WORK TO BE COMPLETED | Your answer should be every line of the entries that has the string "array" in it.

** RECORDS FOR PROCESSING follows **

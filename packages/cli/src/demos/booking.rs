//! Appointment booking: pick a day, then a time, then a staff member.
//!
//! Availability comes from effects standing in for backend lookups, so a
//! single selection produces a chain of follow-up messages.

use collection_literals::btree;
use reducible_runtime::{Component, Effect, ReducerOutcome, Returned};
use reducible_state::{from_value, to_value, Message, Schema, Value};
use serde::{Deserialize, Serialize};

const YEAR: i64 = 2024;
const MONTH: i64 = 3;
const DAYS: i64 = 30;
const WEEKDAYS: [&str; 7] = ["Sun", "Mon", "Tue", "Wed", "Thu", "Fri", "Sat"];
const STATUS_MARKS: [&str; 3] = ["circle", "triangle", "cross"];
const BASE_TIMES: [&str; 2] = ["10:00", "14:00"];
const BASE_STAFF: [&str; 1] = ["Aki"];
pub const STAFF_OPTIONS: [&str; 3] = ["Aki", "Mika", "Sora"];

#[derive(Clone, Debug, PartialEq, Serialize, Deserialize)]
pub struct CalendarDay {
    pub day: i64,
    pub date: String,
    pub weekday: String,
    pub status: String,
    pub year: i64,
    pub month: i64,
}

#[derive(Clone, Debug, PartialEq, Serialize, Deserialize)]
pub struct BookingState {
    pub calendar_days: Vec<CalendarDay>,
    pub selected_day: Option<i64>,
    pub selected_time: Option<String>,
    pub selected_staff: Option<String>,
    pub available_times: Vec<String>,
    pub available_staff: Vec<String>,
}

pub fn calendar_days() -> Vec<CalendarDay> {
    (1..=DAYS)
        .map(|day| CalendarDay {
            day,
            date: format!("{}/{:02}", MONTH, day),
            weekday: WEEKDAYS[((day - 1) % 7) as usize].to_string(),
            status: STATUS_MARKS[(day % 3) as usize].to_string(),
            year: YEAR,
            month: MONTH,
        })
        .collect()
}

fn time_options() -> Vec<String> {
    (9..=18).map(|hour| format!("{:02}:00", hour)).collect()
}

/// Open slots for a day: between one and six consecutive hours.
pub fn available_times(day: i64) -> Vec<String> {
    let options = time_options();
    let count = (day.rem_euclid(6) + 1) as usize;
    let start = day.rem_euclid(options.len() as i64) as usize;
    options.iter().cycle().skip(start).take(count).cloned().collect()
}

/// Staff free at a time: at least two, chosen by a seed derived from the time.
pub fn available_staff(time: &str) -> Vec<String> {
    let size = STAFF_OPTIONS.len();
    let min_count = size.min(2);
    let seed: usize = time.bytes().map(usize::from).sum();
    let range = size - min_count;
    let count = if range == 0 {
        min_count
    } else {
        min_count + seed % (range + 1)
    };
    STAFF_OPTIONS
        .iter()
        .cycle()
        .skip(seed % size)
        .take(count)
        .map(|s| s.to_string())
        .collect()
}

fn strings(items: &[&str]) -> Vec<String> {
    items.iter().map(|s| s.to_string()).collect()
}

fn payload_day(msg: &Message) -> Option<i64> {
    match msg.payload_field("day")? {
        Value::Integer(day) => Some(*day),
        Value::String(day) => day.trim().parse().ok(),
        _ => None,
    }
}

fn payload_string(msg: &Message, name: &str) -> Option<String> {
    msg.payload_field(name)
        .and_then(Value::as_str)
        .map(str::to_string)
}

fn payload_list<T: serde::de::DeserializeOwned>(msg: &Message, name: &str) -> Vec<T> {
    msg.payload_field(name)
        .cloned()
        .and_then(|value| from_value(value).ok())
        .unwrap_or_default()
}

/// An effect that emits `kind` with a payload computed when it runs.
fn lookup<F>(kind: &'static str, compute: F) -> Effect
where
    F: Fn() -> Value + Send + Sync + 'static,
{
    Effect::deferred(move |_ctx, _node| Ok(Some(Message::new(kind, compute()))))
}

pub struct Booking;

impl Component for Booking {
    const ID: &'static str = "Booking";
    type State = BookingState;

    fn schema() -> Schema {
        Schema::builder()
            .computed("calendar_days", || {
                to_value(&calendar_days()).unwrap_or_else(|_| Value::array())
            })
            .field("selected_day", Value::Null)
            .field("selected_time", Value::Null)
            .field("selected_staff", Value::Null)
            .computed("available_times", Value::array)
            .computed("available_staff", Value::array)
            .build()
    }

    fn reduce(&self, state: BookingState, msg: &Message) -> ReducerOutcome<BookingState> {
        match msg.kind() {
            "select_day" => {
                // An unusable or unchanged day leaves the state as is.
                let Some(day) = payload_day(msg).filter(|&d| state.selected_day != Some(d)) else {
                    return ReducerOutcome::state(state);
                };
                let next = BookingState {
                    selected_day: Some(day),
                    selected_time: None,
                    selected_staff: None,
                    available_times: strings(&BASE_TIMES),
                    available_staff: Vec::new(),
                    ..state
                };
                ReducerOutcome::from_sequence(vec![
                    Returned::State(next),
                    Returned::Effect(lookup("calendar_loaded", || {
                        Value::from(btree! {
                            "days".to_string() => to_value(&calendar_days()).unwrap_or_default(),
                        })
                    })),
                    Returned::Effect(lookup("times_loaded", move || {
                        Value::from(btree! {
                            "times".to_string() => Value::from(available_times(day)),
                        })
                    })),
                ])
            }
            "select_time" => {
                let Some(time) = payload_string(msg, "time")
                    .filter(|t| state.selected_time.as_deref() != Some(t.as_str()))
                else {
                    return ReducerOutcome::state(state);
                };
                let effect_time = time.clone();
                let staff = lookup("staff_loaded", move || {
                    Value::from(btree! {
                        "staff".to_string() => Value::from(available_staff(&effect_time)),
                        "time".to_string() => Value::from(effect_time.as_str()),
                    })
                });
                ReducerOutcome::with_effects(
                    BookingState {
                        selected_time: Some(time),
                        selected_staff: None,
                        available_staff: strings(&BASE_STAFF),
                        ..state
                    },
                    vec![staff],
                )
            }
            "times_loaded" => ReducerOutcome::state(BookingState {
                available_times: payload_list(msg, "times"),
                ..state
            }),
            "staff_loaded" => ReducerOutcome::state(BookingState {
                available_staff: payload_list(msg, "staff"),
                ..state
            }),
            "calendar_loaded" => ReducerOutcome::state(BookingState {
                calendar_days: payload_list(msg, "days"),
                ..state
            }),
            "select_staff" => {
                let staff = msg.payload_field("staff").cloned().unwrap_or_default();
                let confirm = Effect::emit(Message::new(
                    "staff_selected",
                    btree! { "staff".to_string() => staff },
                ));
                ReducerOutcome::with_effects(state, vec![confirm])
            }
            "staff_selected" => ReducerOutcome::state(BookingState {
                selected_staff: payload_string(msg, "staff"),
                ..state
            }),
            _ => ReducerOutcome::unhandled(),
        }
    }
}

#[cfg(test)]
mod tests {
    use super::*;

    #[test]
    fn calendar_has_a_month_of_days() {
        let days = calendar_days();
        assert_eq!(days.len(), 30);
        assert_eq!(days[0].date, "3/01");
        assert_eq!(days[0].weekday, "Sun");
        assert_eq!(days[0].status, "triangle");
        assert_eq!(days[2].status, "circle");
    }

    #[test]
    fn times_rotate_with_the_day() {
        assert_eq!(available_times(0), vec!["09:00"]);
        assert_eq!(available_times(1), vec!["10:00", "11:00"]);
        assert_eq!(available_times(5).len(), 6);
        assert_eq!(available_times(9), vec!["18:00", "09:00", "10:00", "11:00"]);
    }

    #[test]
    fn staff_depends_on_time() {
        // "10:00" sums to 251: count 2 + 251 % 2 = 3, rotated by 251 % 3 = 2.
        assert_eq!(available_staff("10:00"), vec!["Sora", "Aki", "Mika"]);
        assert!(available_staff("14:00").len() >= 2);
    }

    #[test]
    fn schema_defaults_hydrate() {
        let value = reducible_state::Value::Map(Booking::schema().defaults());
        let state: BookingState = from_value(value).unwrap();
        assert_eq!(state.calendar_days.len(), 30);
        assert!(state.selected_day.is_none());
        assert!(state.available_times.is_empty());
    }

    #[test]
    fn day_accepts_form_strings() {
        let msg = Message::new("select_day", btree! { "day".to_string() => Value::from("12") });
        assert_eq!(payload_day(&msg), Some(12));
    }

    fn initial_state() -> BookingState {
        from_value(Value::Map(Booking::schema().defaults())).unwrap()
    }

    #[test]
    fn bad_selection_payload_keeps_state() {
        let messages = [
            Message::bare("select_day"),
            Message::new("select_day", btree! { "day".to_string() => Value::from("soon") }),
            Message::bare("select_time"),
        ];

        for msg in messages {
            match Booking.reduce(initial_state(), &msg) {
                ReducerOutcome::StateOnly(state) => assert_eq!(state, initial_state(), "{:?}", msg),
                _ => panic!("expected the state back unchanged for {:?}", msg),
            }
        }
    }
}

** End of RECORDS FOR PROCESSING **

RESPONSE |
                to_value(&calendar_days()).unwrap_or_else(|_| Value::array())
            .computed("available_times", Value::array)
            .computed("available_staff", Value::array)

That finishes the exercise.